Exercise aim: Reproduce all records below exactly.

Data to process:
//! Where the EGL and GL libraries live on the current platform.
//!
//! The tables are picked once at startup and handed to the loader, so
//! nothing below this module needs to know which OS it runs on.

use std::env;

use crate::attributes::GlAttributes;

/// Overrides the GL/GLES library the loader opens first.
pub const GL_DRIVER_ENV: &str = "EGL_ADAPT_GL_DRIVER";
/// Overrides the EGL library.
pub const EGL_DRIVER_ENV: &str = "EGL_ADAPT_EGL_DRIVER";
/// Index of the EGL device used for off-screen displays.
pub const DEVICE_ENV: &str = "EGL_ADAPT_DEVICE";
/// When set to a truthy value, window surfaces may be composited with alpha.
pub const ALLOW_TRANSPARENCY_ENV: &str = "EGL_ADAPT_ALLOW_TRANSPARENCY";

#[derive(Debug, Clone, PartialEq, Eq)]
pub struct PlatformProfile {
    pub egl: Vec<String>,
    pub gles2: Vec<String>,
    pub gles1: Vec<String>,
    pub gl: Vec<String>,
    pub gl_override: Option<String>,
    pub egl_override: Option<String>,
    pub device: Option<usize>,
    pub allow_transparency: bool,
}

fn names(list: &[&str]) -> Vec<String> {
    list.iter().map(|name| name.to_string()).collect()
}

impl PlatformProfile {
    /// Library tables for the compile target, without any overrides.
    pub fn for_target() -> Self {
        let (egl, gles2, gles1, gl): (&[&str], &[&str], &[&str], &[&str]) =
            if cfg!(target_os = "android") {
                (
                    &["libEGL.so"],
                    &["libGLESv2.so"],
                    &["libGLESv1_CM.so", "libGLES_CM.so"],
                    &[],
                )
            } else if cfg!(windows) {
                (
                    &["libEGL.dll"],
                    &["libGLESv2.dll"],
                    &["libGLESv1_CM.dll", "libGLES_CM.dll"],
                    &[],
                )
            } else if cfg!(target_os = "macos") {
                (
                    &["libEGL.dylib"],
                    &["libGLESv2.dylib"],
                    &["libGLESv1_CM.dylib", "libGLES_CM.dylib"],
                    &[],
                )
            } else if cfg!(target_os = "openbsd") {
                (
                    &["libEGL.so"],
                    &["libGLESv2.so"],
                    &["libGLESv1_CM.so", "libGLES_CM.so"],
                    &["libGL.so"],
                )
            } else {
                (
                    &["libEGL.so.1", "libEGL.so"],
                    &["libGLESv2.so.2", "libGLESv2.so"],
                    &["libGLESv1_CM.so.1", "libGLES_CM.so.1"],
                    &["libGL.so.1", "libOpenGL.so.0"],
                )
            };

        Self {
            egl: names(egl),
            gles2: names(gles2),
            gles1: names(gles1),
            gl: names(gl),
            gl_override: None,
            egl_override: None,
            device: None,
            allow_transparency: false,
        }
    }

    /// Target tables plus overrides from the process environment.
    pub fn detect() -> Self {
        Self::from_env_with(|key| env::var(key).ok())
    }

    /// Target tables plus overrides from `lookup`.
    pub fn from_env_with(lookup: impl Fn(&str) -> Option<String>) -> Self {
        let non_empty = |key| lookup(key).filter(|value: &String| !value.is_empty());

        let mut profile = Self::for_target();
        profile.gl_override = non_empty(GL_DRIVER_ENV);
        profile.egl_override = non_empty(EGL_DRIVER_ENV);
        profile.device = non_empty(DEVICE_ENV).and_then(|value| value.trim().parse().ok());
        profile.allow_transparency = non_empty(ALLOW_TRANSPARENCY_ENV)
            .map(|value| matches!(value.as_str(), "1" | "true" | "yes" | "on"))
            .unwrap_or(false);
        profile
    }

    /// GL/GLES libraries to try, in order, for the requested context.
    pub fn gl_library_candidates(&self, attrs: &GlAttributes) -> Vec<String> {
        let mut candidates: Vec<String> = self.gl_override.iter().cloned().collect();

        if attrs.is_es() {
            if attrs.major_version > 1 {
                candidates.extend(self.gles2.iter().cloned());
            } else {
                candidates.extend(self.gles1.iter().cloned());
                candidates.extend(self.gles2.iter().cloned());
            }
        } else {
            candidates.extend(self.gl.iter().cloned());
        }

        candidates
    }

    /// EGL libraries to try, in order. An explicit path comes first.
    pub fn egl_library_candidates(&self, explicit: Option<&str>) -> Vec<String> {
        explicit
            .map(str::to_string)
            .into_iter()
            .chain(self.egl_override.iter().cloned())
            .chain(self.egl.iter().cloned())
            .collect()
    }
}

#[cfg(test)]
mod tests {
    use std::collections::HashMap;

    use super::*;
    use crate::attributes::ContextProfile;

    fn profile_with(vars: &[(&str, &str)]) -> PlatformProfile {
        let vars: HashMap<String, String> = vars
            .iter()
            .map(|(k, v)| (k.to_string(), v.to_string()))
            .collect();
        PlatformProfile::from_env_with(|key| vars.get(key).cloned())
    }

    #[test]
    fn no_overrides_by_default() {
        let profile = profile_with(&[]);
        assert_eq!(profile.gl_override, None);
        assert_eq!(profile.egl_override, None);
        assert_eq!(profile.device, None);
        assert!(!profile.allow_transparency);
        assert!(!profile.egl.is_empty());
    }

    #[test]
    fn overrides_come_first() {
        let profile = profile_with(&[
            (GL_DRIVER_ENV, "/opt/gl/libGLESv2.so"),
            (EGL_DRIVER_ENV, "/opt/gl/libEGL.so"),
        ]);

        let gl = profile.gl_library_candidates(&GlAttributes::default());
        assert_eq!(gl[0], "/opt/gl/libGLESv2.so");
        assert_eq!(&gl[1..], profile.gles2.as_slice());

        let egl = profile.egl_library_candidates(None);
        assert_eq!(egl[0], "/opt/gl/libEGL.so");
        assert_eq!(&egl[1..], profile.egl.as_slice());

        let egl = profile.egl_library_candidates(Some("./libEGL.so"));
        assert_eq!(egl[0], "./libEGL.so");
        assert_eq!(egl[1], "/opt/gl/libEGL.so");
    }

    #[test]
    fn empty_overrides_are_ignored() {
        let profile = profile_with(&[(GL_DRIVER_ENV, ""), (DEVICE_ENV, "")]);
        assert_eq!(profile.gl_override, None);
        assert_eq!(profile.device, None);
    }

    #[test]
    fn device_and_transparency_hints() {
        let profile = profile_with(&[(DEVICE_ENV, " 2 "), (ALLOW_TRANSPARENCY_ENV, "1")]);
        assert_eq!(profile.device, Some(2));
        assert!(profile.allow_transparency);

        let profile = profile_with(&[(DEVICE_ENV, "gpu0"), (ALLOW_TRANSPARENCY_ENV, "0")]);
        assert_eq!(profile.device, None);
        assert!(!profile.allow_transparency);
    }

    #[test]
    fn library_order_follows_the_profile() {
        let profile = PlatformProfile {
            egl: names(&["egl"]),
            gles2: names(&["es2", "es2-alt"]),
            gles1: names(&["es1", "es1-pvr"]),
            gl: names(&["gl", "gl-alt"]),
            ..PlatformProfile::for_target()
        };

        let es1 = GlAttributes {
            major_version: 1,
            ..Default::default()
        };
        assert_eq!(
            profile.gl_library_candidates(&es1),
            ["es1", "es1-pvr", "es2", "es2-alt"]
        );

        let es3 = GlAttributes {
            major_version: 3,
            ..Default::default()
        };
        assert_eq!(profile.gl_library_candidates(&es3), ["es2", "es2-alt"]);

        let desktop = GlAttributes {
            profile: ContextProfile::Core,
            ..Default::default()
        };
        assert_eq!(profile.gl_library_candidates(&desktop), ["gl", "gl-alt"]);
    }
}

Written solution:
//! Where the EGL and GL libraries live on the current platform.
//!
//! The tables are picked once at startup and handed to the loader, so
//! nothing below this module needs to know which OS it runs on.

use std::env;

use crate::attributes::GlAttributes;

/// Overrides the GL/GLES library the loader opens first.
pub const GL_DRIVER_ENV: &str = "EGL_ADAPT_GL_DRIVER";
/// Overrides the EGL library.
pub const EGL_DRIVER_ENV: &str = "EGL_ADAPT_EGL_DRIVER";
/// Index of the EGL device used for off-screen displays.
pub const DEVICE_ENV: &str = "EGL_ADAPT_DEVICE";
/// When set to a truthy value, window surfaces may be composited with alpha.
pub const ALLOW_TRANSPARENCY_ENV: &str = "EGL_ADAPT_ALLOW_TRANSPARENCY";

#[derive(Debug, Clone, PartialEq, Eq)]
pub struct PlatformProfile {
    pub egl: Vec<String>,
    pub gles2: Vec<String>,
    pub gles1: Vec<String>,
    pub gl: Vec<String>,
    pub gl_override: Option<String>,
    pub egl_override: Option<String>,
    pub device: Option<usize>,
    pub allow_transparency: bool,
}

fn names(list: &[&str]) -> Vec<String> {
    list.iter().map(|name| name.to_string()).collect()
}

impl PlatformProfile {
    /// Library tables for the compile target, without any overrides.
    pub fn for_target() -> Self {
        let (egl, gles2, gles1, gl): (&[&str], &[&str], &[&str], &[&str]) =
            if cfg!(target_os = "android") {
                (
                    &["libEGL.so"],
                    &["libGLESv2.so"],
                    &["libGLESv1_CM.so", "libGLES_CM.so"],
                    &[],
                )
            } else if cfg!(windows) {
                (
                    &["libEGL.dll"],
                    &["libGLESv2.dll"],
                    &["libGLESv1_CM.dll", "libGLES_CM.dll"],
                    &[],
                )
            } else if cfg!(target_os = "macos") {
                (
                    &["libEGL.dylib"],
                    &["libGLESv2.dylib"],
                    &["libGLESv1_CM.dylib", "libGLES_CM.dylib"],
                    &[],
                )
            } else if cfg!(target_os = "openbsd") {
                (
                    &["libEGL.so"],
                    &["libGLESv2.so"],
                    &["libGLESv1_CM.so", "libGLES_CM.so"],
                    &["libGL.so"],
                )
            } else {
                (
                    &["libEGL.so.1", "libEGL.so"],
                    &["libGLESv2.so.2", "libGLESv2.so"],
                    &["libGLESv1_CM.so.1", "libGLES_CM.so.1"],
                    &["libGL.so.1", "libOpenGL.so.0"],
                )
            };

        Self {
            egl: names(egl),
            gles2: names(gles2),
            gles1: names(gles1),
            gl: names(gl),
            gl_override: None,
            egl_override: None,
            device: None,
            allow_transparency: false,
        }
    }

    /// Target tables plus overrides from the process environment.
    pub fn detect() -> Self {
        Self::from_env_with(|key| env::var(key).ok())
    }

    /// Target tables plus overrides from `lookup`.
    pub fn from_env_with(lookup: impl Fn(&str) -> Option<String>) -> Self {
        let non_empty = |key| lookup(key).filter(|value: &String| !value.is_empty());

        let mut profile = Self::for_target();
        profile.gl_override = non_empty(GL_DRIVER_ENV);
        profile.egl_override = non_empty(EGL_DRIVER_ENV);
        profile.device = non_empty(DEVICE_ENV).and_then(|value| value.trim().parse().ok());
        profile.allow_transparency = non_empty(ALLOW_TRANSPARENCY_ENV)
            .map(|value| matches!(value.as_str(), "1" | "true" | "yes" | "on"))
            .unwrap_or(false);
        profile
    }

    /// GL/GLES libraries to try, in order, for the requested context.
    pub fn gl_library_candidates(&self, attrs: &GlAttributes) -> Vec<String> {
        let mut candidates: Vec<String> = self.gl_override.iter().cloned().collect();

        if attrs.is_es() {
            if attrs.major_version > 1 {
                candidates.extend(self.gles2.iter().cloned());
            } else {
                candidates.extend(self.gles1.iter().cloned());
                candidates.extend(self.gles2.iter().cloned());
            }
        } else {
            candidates.extend(self.gl.iter().cloned());
        }

        candidates
    }

    /// EGL libraries to try, in order. An explicit path comes first.
    pub fn egl_library_candidates(&self, explicit: Option<&str>) -> Vec<String> {
        explicit
            .map(str::to_string)
            .into_iter()
            .chain(self.egl_override.iter().cloned())
            .chain(self.egl.iter().cloned())
            .collect()
    }
}

#[cfg(test)]
mod tests {
    use std::collections::HashMap;

    use super::*;
    use crate::attributes::ContextProfile;

    fn profile_with(vars: &[(&str, &str)]) -> PlatformProfile {
        let vars: HashMap<String, String> = vars
            .iter()
            .map(|(k, v)| (k.to_string(), v.to_string()))
            .collect();
        PlatformProfile::from_env_with(|key| vars.get(key).cloned())
    }

    #[test]
    fn no_overrides_by_default() {
        let profile = profile_with(&[]);
        assert_eq!(profile.gl_override, None);
        assert_eq!(profile.egl_override, None);
        assert_eq!(profile.device, None);
        assert!(!profile.allow_transparency);
        assert!(!profile.egl.is_empty());
    }

    #[test]
    fn overrides_come_first() {
        let profile = profile_with(&[
            (GL_DRIVER_ENV, "/opt/gl/libGLESv2.so"),
            (EGL_DRIVER_ENV, "/opt/gl/libEGL.so"),
        ]);

        let gl = profile.gl_library_candidates(&GlAttributes::default());
        assert_eq!(gl[0], "/opt/gl/libGLESv2.so");
        assert_eq!(&gl[1..], profile.gles2.as_slice());

        let egl = profile.egl_library_candidates(None);
        assert_eq!(egl[0], "/opt/gl/libEGL.so");
        assert_eq!(&egl[1..], profile.egl.as_slice());

        let egl = profile.egl_library_candidates(Some("./libEGL.so"));
        assert_eq!(egl[0], "./libEGL.so");
        assert_eq!(egl[1], "/opt/gl/libEGL.so");
    }

    #[test]
    fn empty_overrides_are_ignored() {
        let profile = profile_with(&[(GL_DRIVER_ENV, ""), (DEVICE_ENV, "")]);
        assert_eq!(profile.gl_override, None);
        assert_eq!(profile.device, None);
    }

    #[test]
    fn device_and_transparency_hints() {
        let profile = profile_with(&[(DEVICE_ENV, " 2 "), (ALLOW_TRANSPARENCY_ENV, "1")]);
        assert_eq!(profile.device, Some(2));
        assert!(profile.allow_transparency);

        let profile = profile_with(&[(DEVICE_ENV, "gpu0"), (ALLOW_TRANSPARENCY_ENV, "0")]);
        assert_eq!(profile.device, None);
        assert!(!profile.allow_transparency);
    }

    #[test]
    fn library_order_follows_the_profile() {
        let profile = PlatformProfile {
            egl: names(&["egl"]),
            gles2: names(&["es2", "es2-alt"]),
            gles1: names(&["es1", "es1-pvr"]),
            gl: names(&["gl", "gl-alt"]),
            ..PlatformProfile::for_target()
        };

        let es1 = GlAttributes {
            major_version: 1,
            ..Default::default()
        };
        assert_eq!(
            profile.gl_library_candidates(&es1),
            ["es1", "es1-pvr", "es2", "es2-alt"]
        );

        let es3 = GlAttributes {
            major_version: 3,
            ..Default::default()
        };
        assert_eq!(profile.gl_library_candidates(&es3), ["es2", "es2-alt"]);

        let desktop = GlAttributes {
            profile: ContextProfile::Core,
            ..Default::default()
        };
        assert_eq!(profile.gl_library_candidates(&desktop), ["gl", "gl-alt"]);
    }
}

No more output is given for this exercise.